Stored data
┌──
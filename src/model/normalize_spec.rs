use serde::{Deserialize, Serialize};

use crate::error::ConfigError;

/// How one raw metric value maps onto the unit interval.
///
/// Every variant is handled by an exhaustive match in
/// [`crate::pipeline::stage1_normalize::normalize`].
#[derive(Debug, Clone, PartialEq, Serialize, Deserialize)]
#[serde(tag = "type", rename_all = "snake_case")]
pub enum NormalizeSpec {
    Linear {
        max: f64,
    },
    Sqrt {
        max: f64,
    },
    Log {
        max: f64,
    },
    Stepped {
        steps: Steps,
    },
    TieredContinuous {
        tiers: Tiers,
    },
    #[serde(rename = "score5", alias = "five_scale")]
    FiveScale,
}

impl NormalizeSpec {
    pub fn stepped(steps: Vec<Step>) -> Result<Self, ConfigError> {
        Ok(NormalizeSpec::Stepped {
            steps: Steps::new(steps)?,
        })
    }

    pub fn tiered(tiers: Vec<Tier>) -> Result<Self, ConfigError> {
        Ok(NormalizeSpec::TieredContinuous {
            tiers: Tiers::new(tiers)?,
        })
    }

    pub fn kind(&self) -> &'static str {
        match self {
            NormalizeSpec::Linear { .. } => "linear",
            NormalizeSpec::Sqrt { .. } => "sqrt",
            NormalizeSpec::Log { .. } => "log",
            NormalizeSpec::Stepped { .. } => "stepped",
            NormalizeSpec::TieredContinuous { .. } => "tiered_continuous",
            NormalizeSpec::FiveScale => "score5",
        }
    }

    /// Checks the parameters not already enforced by [`Steps`] and [`Tiers`].
    pub fn validate(&self) -> Result<(), ConfigError> {
        match self {
            NormalizeSpec::Linear { max } | NormalizeSpec::Sqrt { max } | NormalizeSpec::Log { max } => {
                if !max.is_finite() || *max <= 0.0 {
                    return Err(ConfigError::InvalidMax(*max));
                }
                Ok(())
            }
            NormalizeSpec::Stepped { .. }
            | NormalizeSpec::TieredContinuous { .. }
            | NormalizeSpec::FiveScale => Ok(()),
        }
    }
}

#[derive(Debug, Clone, Copy, PartialEq, Serialize, Deserialize)]
pub struct Step {
    pub threshold: f64,
    pub value: f64,
}

impl Step {
    pub fn new(threshold: f64, value: f64) -> Self {
        Self { threshold, value }
    }
}

/// Step list, held sorted by descending threshold.
#[derive(Debug, Clone, PartialEq, Serialize, Deserialize)]
#[serde(try_from = "Vec<Step>", into = "Vec<Step>")]
pub struct Steps(Vec<Step>);

impl Steps {
    pub fn new(mut steps: Vec<Step>) -> Result<Self, ConfigError> {
        if steps.is_empty() {
            return Err(ConfigError::EmptySteps);
        }
        for step in &steps {
            if !step.threshold.is_finite() {
                return Err(ConfigError::InvalidThreshold(step.threshold));
            }
            if !(0.0..=1.0).contains(&step.value) {
                return Err(ConfigError::InvalidStepValue {
                    threshold: step.threshold,
                    value: step.value,
                });
            }
        }

        steps.sort_by(|a, b| b.threshold.total_cmp(&a.threshold));

        for pair in steps.windows(2) {
            let (higher, lower) = (pair[0], pair[1]);
            if higher.threshold == lower.threshold {
                return Err(ConfigError::DuplicateThreshold(higher.threshold));
            }
            if higher.value < lower.value {
                return Err(ConfigError::NonMonotonicSteps {
                    threshold: higher.threshold,
                    value: higher.value,
                    lower_value: lower.value,
                });
            }
        }

        Ok(Self(steps))
    }

    /// Steps from highest threshold to lowest.
    pub fn descending(&self) -> &[Step] {
        &self.0
    }
}

impl TryFrom<Vec<Step>> for Steps {
    type Error = ConfigError;

    fn try_from(value: Vec<Step>) -> Result<Self, Self::Error> {
        Steps::new(value)
    }
}

impl From<Steps> for Vec<Step> {
    fn from(value: Steps) -> Self {
        value.0
    }
}

/// One `[min, max)` band of a tiered curve.
#[derive(Debug, Clone, Copy, PartialEq, Serialize, Deserialize)]
#[serde(rename_all = "camelCase")]
pub struct Tier {
    pub min: f64,
    pub max: f64,
    pub base_value: f64,
    pub slope: f64,
}

impl Tier {
    pub fn new(min: f64, max: f64, base_value: f64, slope: f64) -> Self {
        Self {
            min,
            max,
            base_value,
            slope,
        }
    }

    pub fn contains(&self, value: f64) -> bool {
        value >= self.min && value < self.max
    }

    pub fn top_value(&self) -> f64 {
        self.base_value + self.slope
    }
}

/// Ascending, contiguous, non-overlapping tiers.
#[derive(Debug, Clone, PartialEq, Serialize, Deserialize)]
#[serde(try_from = "Vec<Tier>", into = "Vec<Tier>")]
pub struct Tiers(Vec<Tier>);

impl Tiers {
    pub fn new(tiers: Vec<Tier>) -> Result<Self, ConfigError> {
        if tiers.is_empty() {
            return Err(ConfigError::EmptyTiers);
        }

        for (index, tier) in tiers.iter().enumerate() {
            let invalid = |reason: String| ConfigError::InvalidTier { index, reason };
            if !tier.min.is_finite() || !tier.max.is_finite() {
                return Err(invalid(format!(
                    "bounds [{}, {}) must be finite",
                    tier.min, tier.max
                )));
            }
            if tier.min >= tier.max {
                return Err(invalid(format!(
                    "min {} must be below max {}",
                    tier.min, tier.max
                )));
            }
            if !(tier.max - tier.min).is_finite() {
                return Err(invalid(format!(
                    "width of [{}, {}) overflows",
                    tier.min, tier.max
                )));
            }
            if !(0.0..=1.0).contains(&tier.base_value) {
                return Err(invalid(format!(
                    "baseValue {} outside [0, 1]",
                    tier.base_value
                )));
            }
            if !tier.slope.is_finite() || !(0.0..=1.0).contains(&tier.top_value()) {
                return Err(invalid(format!(
                    "baseValue + slope {} outside [0, 1]",
                    tier.top_value()
                )));
            }
        }

        for (index, pair) in tiers.windows(2).enumerate() {
            let (end, next_start) = (pair[0].max, pair[1].min);
            if next_start > end {
                return Err(ConfigError::TierGap {
                    index,
                    end,
                    next_start,
                });
            }
            if next_start < end {
                return Err(ConfigError::TierOverlap {
                    index,
                    end,
                    next_start,
                });
            }
        }

        Ok(Self(tiers))
    }

    pub fn as_slice(&self) -> &[Tier] {
        &self.0
    }

    pub fn last(&self) -> &Tier {
        &self.0[self.0.len() - 1]
    }
}

impl TryFrom<Vec<Tier>> for Tiers {
    type Error = ConfigError;

    fn try_from(value: Vec<Tier>) -> Result<Self, Self::Error> {
        Tiers::new(value)
    }
}

impl From<Tiers> for Vec<Tier> {
    fn from(value: Tiers) -> Self {
        value.0
    }
}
└──
> **ABOUT THIS TASK**: Every line of the records should be reproduced exactly.

> **RESPONSE**:
filename src/model/normalize_spec.rs
use serde::{Deserialize, Serialize};

use crate::error::ConfigError;

/// How one raw metric value maps onto the unit interval.
///
/// Every variant is handled by an exhaustive match in
/// [`crate::pipeline::stage1_normalize::normalize`].
#[derive(Debug, Clone, PartialEq, Serialize, Deserialize)]
#[serde(tag = "type", rename_all = "snake_case")]
pub enum NormalizeSpec {
    Linear {
        max: f64,
    },
    Sqrt {
        max: f64,
    },
    Log {
        max: f64,
    },
    Stepped {
        steps: Steps,
    },
    TieredContinuous {
        tiers: Tiers,
    },
    #[serde(rename = "score5", alias = "five_scale")]
    FiveScale,
}

impl NormalizeSpec {
    pub fn stepped(steps: Vec<Step>) -> Result<Self, ConfigError> {
        Ok(NormalizeSpec::Stepped {
            steps: Steps::new(steps)?,
        })
    }

    pub fn tiered(tiers: Vec<Tier>) -> Result<Self, ConfigError> {
        Ok(NormalizeSpec::TieredContinuous {
            tiers: Tiers::new(tiers)?,
        })
    }

    pub fn kind(&self) -> &'static str {
        match self {
            NormalizeSpec::Linear { .. } => "linear",
            NormalizeSpec::Sqrt { .. } => "sqrt",
            NormalizeSpec::Log { .. } => "log",
            NormalizeSpec::Stepped { .. } => "stepped",
            NormalizeSpec::TieredContinuous { .. } => "tiered_continuous",
            NormalizeSpec::FiveScale => "score5",
        }
    }

    /// Checks the parameters not already enforced by [`Steps`] and [`Tiers`].
    pub fn validate(&self) -> Result<(), ConfigError> {
        match self {
            NormalizeSpec::Linear { max } | NormalizeSpec::Sqrt { max } | NormalizeSpec::Log { max } => {
                if !max.is_finite() || *max <= 0.0 {
                    return Err(ConfigError::InvalidMax(*max));
                }
                Ok(())
            }
            NormalizeSpec::Stepped { .. }
            | NormalizeSpec::TieredContinuous { .. }
            | NormalizeSpec::FiveScale => Ok(()),
        }
    }
}

#[derive(Debug, Clone, Copy, PartialEq, Serialize, Deserialize)]
pub struct Step {
    pub threshold: f64,
    pub value: f64,
}

impl Step {
    pub fn new(threshold: f64, value: f64) -> Self {
        Self { threshold, value }
    }
}

/// Step list, held sorted by descending threshold.
#[derive(Debug, Clone, PartialEq, Serialize, Deserialize)]
#[serde(try_from = "Vec<Step>", into = "Vec<Step>")]
pub struct Steps(Vec<Step>);

impl Steps {
    pub fn new(mut steps: Vec<Step>) -> Result<Self, ConfigError> {
        if steps.is_empty() {
            return Err(ConfigError::EmptySteps);
        }
        for step in &steps {
            if !step.threshold.is_finite() {
                return Err(ConfigError::InvalidThreshold(step.threshold));
            }
            if !(0.0..=1.0).contains(&step.value) {
                return Err(ConfigError::InvalidStepValue {
                    threshold: step.threshold,
                    value: step.value,
                });
            }
        }

        steps.sort_by(|a, b| b.threshold.total_cmp(&a.threshold));

        for pair in steps.windows(2) {
            let (higher, lower) = (pair[0], pair[1]);
            if higher.threshold == lower.threshold {
                return Err(ConfigError::DuplicateThreshold(higher.threshold));
            }
            if higher.value < lower.value {
                return Err(ConfigError::NonMonotonicSteps {
                    threshold: higher.threshold,
                    value: higher.value,
                    lower_value: lower.value,
                });
            }
        }

        Ok(Self(steps))
    }

    /// Steps from highest threshold to lowest.
    pub fn descending(&self) -> &[Step] {
        &self.0
    }
}

impl TryFrom<Vec<Step>> for Steps {
    type Error = ConfigError;

    fn try_from(value: Vec<Step>) -> Result<Self, Self::Error> {
        Steps::new(value)
    }
}

impl From<Steps> for Vec<Step> {
    fn from(value: Steps) -> Self {
        value.0
    }
}

/// One `[min, max)` band of a tiered curve.
#[derive(Debug, Clone, Copy, PartialEq, Serialize, Deserialize)]
#[serde(rename_all = "camelCase")]
pub struct Tier {
    pub min: f64,
    pub max: f64,
    pub base_value: f64,
    pub slope: f64,
}

impl Tier {
    pub fn new(min: f64, max: f64, base_value: f64, slope: f64) -> Self {
        Self {
            min,
            max,
            base_value,
            slope,
        }
    }

    pub fn contains(&self, value: f64) -> bool {
        value >= self.min && value < self.max
    }

    pub fn top_value(&self) -> f64 {
        self.base_value + self.slope
    }
}

/// Ascending, contiguous, non-overlapping tiers.
#[derive(Debug, Clone, PartialEq, Serialize, Deserialize)]
#[serde(try_from = "Vec<Tier>", into = "Vec<Tier>")]
pub struct Tiers(Vec<Tier>);

impl Tiers {
    pub fn new(tiers: Vec<Tier>) -> Result<Self, ConfigError> {
        if tiers.is_empty() {
            return Err(ConfigError::EmptyTiers);
        }

        for (index, tier) in tiers.iter().enumerate() {
            let invalid = |reason: String| ConfigError::InvalidTier { index, reason };
            if !tier.min.is_finite() || !tier.max.is_finite() {
                return Err(invalid(format!(
                    "bounds [{}, {}) must be finite",
                    tier.min, tier.max
                )));
            }
            if tier.min >= tier.max {
                return Err(invalid(format!(
                    "min {} must be below max {}",
                    tier.min, tier.max
                )));
            }
            if !(tier.max - tier.min).is_finite() {
                return Err(invalid(format!(
                    "width of [{}, {}) overflows",
                    tier.min, tier.max
                )));
            }
            if !(0.0..=1.0).contains(&tier.base_value) {
                return Err(invalid(format!(
                    "baseValue {} outside [0, 1]",
                    tier.base_value
                )));
            }
            if !tier.slope.is_finite() || !(0.0..=1.0).contains(&tier.top_value()) {
                return Err(invalid(format!(
                    "baseValue + slope {} outside [0, 1]",
                    tier.top_value()
                )));
            }
        }

        for (index, pair) in tiers.windows(2).enumerate() {
            let (end, next_start) = (pair[0].max, pair[1].min);
            if next_start > end {
                return Err(ConfigError::TierGap {
                    index,
                    end,
                    next_start,
                });
            }
            if next_start < end {
                return Err(ConfigError::TierOverlap {
                    index,
                    end,
                    next_start,
                });
            }
        }

        Ok(Self(tiers))
    }

    pub fn as_slice(&self) -> &[Tier] {
        &self.0
    }

    pub fn last(&self) -> &Tier {
        &self.0[self.0.len() - 1]
    }
}

impl TryFrom<Vec<Tier>> for Tiers {
    type Error = ConfigError;

    fn try_from(value: Vec<Tier>) -> Result<Self, Self::Error> {
        Tiers::new(value)
    }
}

impl From<Tiers> for Vec<Tier> {
    fn from(value: Tiers) -> Self {
        value.0
    }
}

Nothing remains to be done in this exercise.